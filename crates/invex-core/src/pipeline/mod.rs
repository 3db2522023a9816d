//! Extraction pipeline orchestration.

mod orchestrator;

pub use orchestrator::Pipeline;

use serde::{Deserialize, Serialize};

use crate::error::PipelineError;
use crate::models::invoice::Invoice;
use crate::recognize::FieldKind;

/// Result type for pipeline operations.
pub type Result<T> = std::result::Result<T, PipelineError>;

/// Pipeline stages, in order. `Rejected`, `PartialFailure` and `Stored`
/// are the terminal states; any stage failure is terminal for the
/// request and the caller may resubmit.
#[derive(Debug, Clone, Copy, PartialEq, Eq, Serialize, Deserialize)]
#[serde(rename_all = "snake_case")]
pub enum Stage {
    Received,
    TextExtracted,
    FieldsCandidate,
    Validated,
    Stored,
}

impl std::fmt::Display for Stage {
    fn fmt(&self, f: &mut std::fmt::Formatter<'_>) -> std::fmt::Result {
        let name = match self {
            Stage::Received => "received",
            Stage::TextExtracted => "text_extracted",
            Stage::FieldsCandidate => "fields_candidate",
            Stage::Validated => "validated",
            Stage::Stored => "stored",
        };
        f.write_str(name)
    }
}

/// Outcome of a submission that ran the pipeline to a terminal state.
///
/// Format and parse failures (`UnsupportedFormat`, malformed documents,
/// timeouts) surface as [`PipelineError`] instead.
#[derive(Debug, Clone, PartialEq)]
pub enum SubmitOutcome {
    /// Extraction validated and the invoice was persisted.
    Stored(Invoice),

    /// Extraction succeeded with low confidence. The draft is returned
    /// for manual review and nothing is persisted.
    PartialFailure {
        draft: Invoice,
        missing: Vec<FieldKind>,
    },

    /// Required fields were absent or uncoercible. Nothing is persisted;
    /// the caller must resubmit a corrected source.
    Rejected {
        reason: String,
    },
}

→ PROBLEM TO WORK ON: Every record above is to be transcribed exactly as written.

→ FINISHED TASK:
filename crates/invex-core/src/pipeline/mod.rs
repository 3db2522023a9816d
//! Extraction pipeline orchestration.

mod orchestrator;

pub use orchestrator::Pipeline;

use serde::{Deserialize, Serialize};

use crate::error::PipelineError;
use crate::models::invoice::Invoice;
use crate::recognize::FieldKind;

/// Result type for pipeline operations.
pub type Result<T> = std::result::Result<T, PipelineError>;

/// Pipeline stages, in order. `Rejected`, `PartialFailure` and `Stored`
/// are the terminal states; any stage failure is terminal for the
/// request and the caller may resubmit.
#[derive(Debug, Clone, Copy, PartialEq, Eq, Serialize, Deserialize)]
#[serde(rename_all = "snake_case")]
pub enum Stage {
    Received,
    TextExtracted,
    FieldsCandidate,
    Validated,
    Stored,
}

impl std::fmt::Display for Stage {
    fn fmt(&self, f: &mut std::fmt::Formatter<'_>) -> std::fmt::Result {
        let name = match self {
            Stage::Received => "received",
            Stage::TextExtracted => "text_extracted",
            Stage::FieldsCandidate => "fields_candidate",
            Stage::Validated => "validated",
            Stage::Stored => "stored",
        };
        f.write_str(name)
    }
}

/// Outcome of a submission that ran the pipeline to a terminal state.
///
/// Format and parse failures (`UnsupportedFormat`, malformed documents,
/// timeouts) surface as [`PipelineError`] instead.
#[derive(Debug, Clone, PartialEq)]
pub enum SubmitOutcome {
    /// Extraction validated and the invoice was persisted.
    Stored(Invoice),

    /// Extraction succeeded with low confidence. The draft is returned
    /// for manual review and nothing is persisted.
    PartialFailure {
        draft: Invoice,
        missing: Vec<FieldKind>,
    },

    /// Required fields were absent or uncoercible. Nothing is persisted;
    /// the caller must resubmit a corrected source.
    Rejected {
        reason: String,
    },
}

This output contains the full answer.